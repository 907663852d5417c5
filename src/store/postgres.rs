use async_trait::async_trait;
use chrono::{DateTime, Utc};
use sqlx::PgPool;
use uuid::Uuid;

use super::{Account, AccountUpdate, CredentialStore, NewAccount, Result, StoredSession};
use crate::error::DatabaseError;

const ACCOUNT_COLUMNS: &str = "id, email, password_hash, role, is_active, \
     refresh_token_hash, refresh_token_expires_at, created_at, updated_at, deleted_at";

#[derive(sqlx::FromRow)]
struct AccountRow {
    id: Uuid,
    email: String,
    password_hash: String,
    role: String,
    is_active: bool,
    refresh_token_hash: Option<String>,
    refresh_token_expires_at: Option<DateTime<Utc>>,
    created_at: DateTime<Utc>,
    updated_at: DateTime<Utc>,
    deleted_at: Option<DateTime<Utc>>,
}

impl AccountRow {
    fn into_account(self, include_secrets: bool) -> Result<Account> {
        let session = match (self.refresh_token_hash, self.refresh_token_expires_at) {
            (Some(token_hash), Some(expires_at)) => Some(StoredSession {
                token_hash,
                expires_at,
            }),
            _ => None,
        };

        let account = Account {
            id: self.id,
            email: self.email,
            role: self.role.parse()?,
            is_active: self.is_active,
            password_hash: Some(self.password_hash),
            session,
            created_at: self.created_at,
            updated_at: self.updated_at,
            deleted_at: self.deleted_at,
        };

        Ok(if include_secrets {
            account
        } else {
            account.without_secrets()
        })
    }
}

/// PostgreSQL-backed credential store
///
/// Uniqueness is enforced by a partial unique index on `email` over
/// non-deleted rows (see `migrations/`).
#[derive(Clone)]
pub struct PgCredentialStore {
    pool: PgPool,
}

impl PgCredentialStore {
    pub fn new(pool: PgPool) -> Self {
        Self { pool }
    }

    fn not_found(id: Uuid) -> DatabaseError {
        DatabaseError::NotFound(format!("Account {} not found", id))
    }
}

#[async_trait]
impl CredentialStore for PgCredentialStore {
    async fn find_active_by_email(
        &self,
        email: &str,
        include_secrets: bool,
    ) -> Result<Option<Account>> {
        let row = sqlx::query_as::<_, AccountRow>(&format!(
            "SELECT {} FROM accounts WHERE email = $1 AND deleted_at IS NULL",
            ACCOUNT_COLUMNS
        ))
        .bind(email)
        .fetch_optional(&self.pool)
        .await?;

        row.map(|r| r.into_account(include_secrets)).transpose()
    }

    async fn find_active_by_id(&self, id: Uuid, include_secrets: bool) -> Result<Option<Account>> {
        let row = sqlx::query_as::<_, AccountRow>(&format!(
            "SELECT {} FROM accounts WHERE id = $1 AND deleted_at IS NULL",
            ACCOUNT_COLUMNS
        ))
        .bind(id)
        .fetch_optional(&self.pool)
        .await?;

        row.map(|r| r.into_account(include_secrets)).transpose()
    }

    async fn create(&self, account: NewAccount) -> Result<Account> {
        let now = Utc::now();
        let row = sqlx::query_as::<_, AccountRow>(&format!(
            r#"
            INSERT INTO accounts (id, email, password_hash, role, is_active, created_at, updated_at)
            VALUES ($1, $2, $3, $4, $5, $6, $6)
            RETURNING {}
            "#,
            ACCOUNT_COLUMNS
        ))
        .bind(Uuid::new_v4())
        .bind(&account.email)
        .bind(&account.password_hash)
        .bind(account.role.as_str())
        .bind(account.is_active)
        .bind(now)
        .fetch_one(&self.pool)
        .await?;

        row.into_account(true)
    }

    async fn set_session(&self, id: Uuid, session: StoredSession) -> Result<()> {
        let result = sqlx::query(
            r#"
            UPDATE accounts
            SET refresh_token_hash = $2, refresh_token_expires_at = $3, updated_at = $4
            WHERE id = $1 AND deleted_at IS NULL
            "#,
        )
        .bind(id)
        .bind(&session.token_hash)
        .bind(session.expires_at)
        .bind(Utc::now())
        .execute(&self.pool)
        .await?;

        if result.rows_affected() == 0 {
            return Err(Self::not_found(id));
        }
        Ok(())
    }

    async fn rotate_session(
        &self,
        id: Uuid,
        expected_hash: &str,
        session: StoredSession,
    ) -> Result<bool> {
        let result = sqlx::query(
            r#"
            UPDATE accounts
            SET refresh_token_hash = $3, refresh_token_expires_at = $4, updated_at = $5
            WHERE id = $1 AND deleted_at IS NULL AND refresh_token_hash = $2
            "#,
        )
        .bind(id)
        .bind(expected_hash)
        .bind(&session.token_hash)
        .bind(session.expires_at)
        .bind(Utc::now())
        .execute(&self.pool)
        .await?;

        Ok(result.rows_affected() == 1)
    }

    async fn clear_session(&self, id: Uuid) -> Result<()> {
        let result = sqlx::query(
            r#"
            UPDATE accounts
            SET refresh_token_hash = NULL, refresh_token_expires_at = NULL, updated_at = $2
            WHERE id = $1 AND deleted_at IS NULL
            "#,
        )
        .bind(id)
        .bind(Utc::now())
        .execute(&self.pool)
        .await?;

        if result.rows_affected() == 0 {
            return Err(Self::not_found(id));
        }
        Ok(())
    }

    async fn update(&self, id: Uuid, changes: AccountUpdate) -> Result<Account> {
        let row = sqlx::query_as::<_, AccountRow>(&format!(
            r#"
            UPDATE accounts
            SET role = COALESCE($2, role),
                is_active = COALESCE($3, is_active),
                updated_at = $4
            WHERE id = $1 AND deleted_at IS NULL
            RETURNING {}
            "#,
            ACCOUNT_COLUMNS
        ))
        .bind(id)
        .bind(changes.role.map(|r| r.as_str()))
        .bind(changes.is_active)
        .bind(Utc::now())
        .fetch_optional(&self.pool)
        .await?
        .ok_or_else(|| Self::not_found(id))?;

        row.into_account(false)
    }

    async fn soft_delete(&self, id: Uuid) -> Result<()> {
        let now = Utc::now();
        let result = sqlx::query(
            r#"
            UPDATE accounts
            SET deleted_at = $2,
                refresh_token_hash = NULL,
                refresh_token_expires_at = NULL,
                updated_at = $2
            WHERE id = $1 AND deleted_at IS NULL
            "#,
        )
        .bind(id)
        .bind(now)
        .execute(&self.pool)
        .await?;

        if result.rows_affected() == 0 {
            return Err(Self::not_found(id));
        }
        tracing::info!(account_id = %id, "Account soft-deleted");
        Ok(())
    }
}
use actix_web::HttpResponse;

/// GET /health_check
///
/// Liveness only; does not touch the credential store.
pub async fn health_check() -> HttpResponse {
    tracing::trace!("Health check endpoint called");
    HttpResponse::Ok().finish()
}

--- Problem requirements ---
Copy out the data shown above in full. Match it exactly.

--- Solved exercise ---
repository 907663852d5417c5
filename src/store/postgres.rs
use async_trait::async_trait;
use chrono::{DateTime, Utc};
use sqlx::PgPool;
use uuid::Uuid;

use super::{Account, AccountUpdate, CredentialStore, NewAccount, Result, StoredSession};
use crate::error::DatabaseError;

const ACCOUNT_COLUMNS: &str = "id, email, password_hash, role, is_active, \
     refresh_token_hash, refresh_token_expires_at, created_at, updated_at, deleted_at";

#[derive(sqlx::FromRow)]
struct AccountRow {
    id: Uuid,
    email: String,
    password_hash: String,
    role: String,
    is_active: bool,
    refresh_token_hash: Option<String>,
    refresh_token_expires_at: Option<DateTime<Utc>>,
    created_at: DateTime<Utc>,
    updated_at: DateTime<Utc>,
    deleted_at: Option<DateTime<Utc>>,
}

impl AccountRow {
    fn into_account(self, include_secrets: bool) -> Result<Account> {
        let session = match (self.refresh_token_hash, self.refresh_token_expires_at) {
            (Some(token_hash), Some(expires_at)) => Some(StoredSession {
                token_hash,
                expires_at,
            }),
            _ => None,
        };

        let account = Account {
            id: self.id,
            email: self.email,
            role: self.role.parse()?,
            is_active: self.is_active,
            password_hash: Some(self.password_hash),
            session,
            created_at: self.created_at,
            updated_at: self.updated_at,
            deleted_at: self.deleted_at,
        };

        Ok(if include_secrets {
            account
        } else {
            account.without_secrets()
        })
    }
}

/// PostgreSQL-backed credential store
///
/// Uniqueness is enforced by a partial unique index on `email` over
/// non-deleted rows (see `migrations/`).
#[derive(Clone)]
pub struct PgCredentialStore {
    pool: PgPool,
}

impl PgCredentialStore {
    pub fn new(pool: PgPool) -> Self {
        Self { pool }
    }

    fn not_found(id: Uuid) -> DatabaseError {
        DatabaseError::NotFound(format!("Account {} not found", id))
    }
}

#[async_trait]
impl CredentialStore for PgCredentialStore {
    async fn find_active_by_email(
        &self,
        email: &str,
        include_secrets: bool,
    ) -> Result<Option<Account>> {
        let row = sqlx::query_as::<_, AccountRow>(&format!(
            "SELECT {} FROM accounts WHERE email = $1 AND deleted_at IS NULL",
            ACCOUNT_COLUMNS
        ))
        .bind(email)
        .fetch_optional(&self.pool)
        .await?;

        row.map(|r| r.into_account(include_secrets)).transpose()
    }

    async fn find_active_by_id(&self, id: Uuid, include_secrets: bool) -> Result<Option<Account>> {
        let row = sqlx::query_as::<_, AccountRow>(&format!(
            "SELECT {} FROM accounts WHERE id = $1 AND deleted_at IS NULL",
            ACCOUNT_COLUMNS
        ))
        .bind(id)
        .fetch_optional(&self.pool)
        .await?;

        row.map(|r| r.into_account(include_secrets)).transpose()
    }

    async fn create(&self, account: NewAccount) -> Result<Account> {
        let now = Utc::now();
        let row = sqlx::query_as::<_, AccountRow>(&format!(
            r#"
            INSERT INTO accounts (id, email, password_hash, role, is_active, created_at, updated_at)
            VALUES ($1, $2, $3, $4, $5, $6, $6)
            RETURNING {}
            "#,
            ACCOUNT_COLUMNS
        ))
        .bind(Uuid::new_v4())
        .bind(&account.email)
        .bind(&account.password_hash)
        .bind(account.role.as_str())
        .bind(account.is_active)
        .bind(now)
        .fetch_one(&self.pool)
        .await?;

        row.into_account(true)
    }

    async fn set_session(&self, id: Uuid, session: StoredSession) -> Result<()> {
        let result = sqlx::query(
            r#"
            UPDATE accounts
            SET refresh_token_hash = $2, refresh_token_expires_at = $3, updated_at = $4
            WHERE id = $1 AND deleted_at IS NULL
            "#,
        )
        .bind(id)
        .bind(&session.token_hash)
        .bind(session.expires_at)
        .bind(Utc::now())
        .execute(&self.pool)
        .await?;

        if result.rows_affected() == 0 {
            return Err(Self::not_found(id));
        }
        Ok(())
    }

    async fn rotate_session(
        &self,
        id: Uuid,
        expected_hash: &str,
        session: StoredSession,
    ) -> Result<bool> {
        let result = sqlx::query(
            r#"
            UPDATE accounts
            SET refresh_token_hash = $3, refresh_token_expires_at = $4, updated_at = $5
            WHERE id = $1 AND deleted_at IS NULL AND refresh_token_hash = $2
            "#,
        )
        .bind(id)
        .bind(expected_hash)
        .bind(&session.token_hash)
        .bind(session.expires_at)
        .bind(Utc::now())
        .execute(&self.pool)
        .await?;

        Ok(result.rows_affected() == 1)
    }

    async fn clear_session(&self, id: Uuid) -> Result<()> {
        let result = sqlx::query(
            r#"
            UPDATE accounts
            SET refresh_token_hash = NULL, refresh_token_expires_at = NULL, updated_at = $2
            WHERE id = $1 AND deleted_at IS NULL
            "#,
        )
        .bind(id)
        .bind(Utc::now())
        .execute(&self.pool)
        .await?;

        if result.rows_affected() == 0 {
            return Err(Self::not_found(id));
        }
        Ok(())
    }

    async fn update(&self, id: Uuid, changes: AccountUpdate) -> Result<Account> {
        let row = sqlx::query_as::<_, AccountRow>(&format!(
            r#"
            UPDATE accounts
            SET role = COALESCE($2, role),
                is_active = COALESCE($3, is_active),
                updated_at = $4
            WHERE id = $1 AND deleted_at IS NULL
            RETURNING {}
            "#,
            ACCOUNT_COLUMNS
        ))
        .bind(id)
        .bind(changes.role.map(|r| r.as_str()))
        .bind(changes.is_active)
        .bind(Utc::now())
        .fetch_optional(&self.pool)
        .await?
        .ok_or_else(|| Self::not_found(id))?;

        row.into_account(false)
    }

    async fn soft_delete(&self, id: Uuid) -> Result<()> {
        let now = Utc::now();
        let result = sqlx::query(
            r#"
            UPDATE accounts
            SET deleted_at = $2,
                refresh_token_hash = NULL,
                refresh_token_expires_at = NULL,
                updated_at = $2
            WHERE id = $1 AND deleted_at IS NULL
            "#,
        )
        .bind(id)
        .bind(now)
        .execute(&self.pool)
        .await?;

        if result.rows_affected() == 0 {
            return Err(Self::not_found(id));
        }
        tracing::info!(account_id = %id, "Account soft-deleted");
        Ok(())
    }
}
use actix_web::HttpResponse;

/// GET /health_check
///
/// Liveness only; does not touch the credential store.
pub async fn health_check() -> HttpResponse {
    tracing::trace!("Health check endpoint called");
    HttpResponse::Ok().finish()
}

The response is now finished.